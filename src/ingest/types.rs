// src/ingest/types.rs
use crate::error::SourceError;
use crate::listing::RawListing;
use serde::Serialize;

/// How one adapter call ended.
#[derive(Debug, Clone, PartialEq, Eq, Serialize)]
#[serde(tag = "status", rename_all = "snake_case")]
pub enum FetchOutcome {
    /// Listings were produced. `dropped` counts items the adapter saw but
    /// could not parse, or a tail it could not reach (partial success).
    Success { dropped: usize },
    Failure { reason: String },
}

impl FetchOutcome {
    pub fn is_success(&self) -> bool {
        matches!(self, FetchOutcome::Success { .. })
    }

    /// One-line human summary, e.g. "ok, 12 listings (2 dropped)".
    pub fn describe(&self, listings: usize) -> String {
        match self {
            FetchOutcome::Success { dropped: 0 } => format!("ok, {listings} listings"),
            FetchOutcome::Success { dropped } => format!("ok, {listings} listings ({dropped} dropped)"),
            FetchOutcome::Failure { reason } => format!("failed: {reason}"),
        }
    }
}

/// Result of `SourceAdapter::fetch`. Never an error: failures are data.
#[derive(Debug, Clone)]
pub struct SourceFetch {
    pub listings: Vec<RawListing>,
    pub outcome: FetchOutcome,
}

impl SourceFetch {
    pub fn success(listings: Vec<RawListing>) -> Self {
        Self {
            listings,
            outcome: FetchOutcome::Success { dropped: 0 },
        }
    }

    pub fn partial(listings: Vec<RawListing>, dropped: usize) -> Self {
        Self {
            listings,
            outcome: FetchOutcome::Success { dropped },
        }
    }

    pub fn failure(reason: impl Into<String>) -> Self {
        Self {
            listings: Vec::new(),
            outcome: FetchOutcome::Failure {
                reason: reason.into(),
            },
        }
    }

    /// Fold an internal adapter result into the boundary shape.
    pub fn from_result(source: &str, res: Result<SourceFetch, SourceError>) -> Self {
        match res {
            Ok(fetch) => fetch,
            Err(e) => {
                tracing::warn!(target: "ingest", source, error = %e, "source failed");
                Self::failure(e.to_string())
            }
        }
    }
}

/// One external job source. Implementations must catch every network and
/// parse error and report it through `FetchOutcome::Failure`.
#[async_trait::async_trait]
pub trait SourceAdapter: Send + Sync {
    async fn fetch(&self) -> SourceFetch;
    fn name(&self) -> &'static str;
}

**WHAT YOU HAVE TO DO**
"adapter saw but" marks the last line to print; print everything from the first line of the data through that line, unchanged, and nothing more.

**TASK OUTPUT**
filename src/ingest/types.rs
// src/ingest/types.rs
use crate::error::SourceError;
use crate::listing::RawListing;
use serde::Serialize;

/// How one adapter call ended.
#[derive(Debug, Clone, PartialEq, Eq, Serialize)]
#[serde(tag = "status", rename_all = "snake_case")]
pub enum FetchOutcome {
    /// Listings were produced. `dropped` counts items the adapter saw but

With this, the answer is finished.